## Aim of the task:
The expected answer holds every line from the first line of the data below through the line containing "not be parsed", exactly as written, and no other line.

## Source material:
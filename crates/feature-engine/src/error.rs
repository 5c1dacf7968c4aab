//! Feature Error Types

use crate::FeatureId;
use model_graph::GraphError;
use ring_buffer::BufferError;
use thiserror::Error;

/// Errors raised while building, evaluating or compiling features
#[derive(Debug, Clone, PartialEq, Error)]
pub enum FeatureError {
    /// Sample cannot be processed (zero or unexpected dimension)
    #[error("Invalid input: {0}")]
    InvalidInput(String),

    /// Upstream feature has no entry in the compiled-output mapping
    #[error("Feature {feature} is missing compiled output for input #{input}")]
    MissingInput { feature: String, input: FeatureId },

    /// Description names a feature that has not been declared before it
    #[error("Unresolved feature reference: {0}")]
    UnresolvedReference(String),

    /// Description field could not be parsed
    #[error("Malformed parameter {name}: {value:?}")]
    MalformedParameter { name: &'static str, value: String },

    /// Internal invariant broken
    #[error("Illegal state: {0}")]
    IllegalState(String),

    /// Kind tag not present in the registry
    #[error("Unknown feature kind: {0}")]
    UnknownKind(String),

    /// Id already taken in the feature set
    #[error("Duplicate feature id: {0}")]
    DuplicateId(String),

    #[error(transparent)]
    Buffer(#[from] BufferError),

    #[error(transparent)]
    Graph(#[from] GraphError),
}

## Answer section:
filename crates/feature-engine/src/error.rs
repository 5c1dacf7968c4aab
//! Feature Error Types

use crate::FeatureId;
use model_graph::GraphError;
use ring_buffer::BufferError;
use thiserror::Error;

/// Errors raised while building, evaluating or compiling features
#[derive(Debug, Clone, PartialEq, Error)]
pub enum FeatureError {
    /// Sample cannot be processed (zero or unexpected dimension)
    #[error("Invalid input: {0}")]
    InvalidInput(String),

    /// Upstream feature has no entry in the compiled-output mapping
    #[error("Feature {feature} is missing compiled output for input #{input}")]
    MissingInput { feature: String, input: FeatureId },

    /// Description names a feature that has not been declared before it
    #[error("Unresolved feature reference: {0}")]
    UnresolvedReference(String),

    /// Description field could not be parsed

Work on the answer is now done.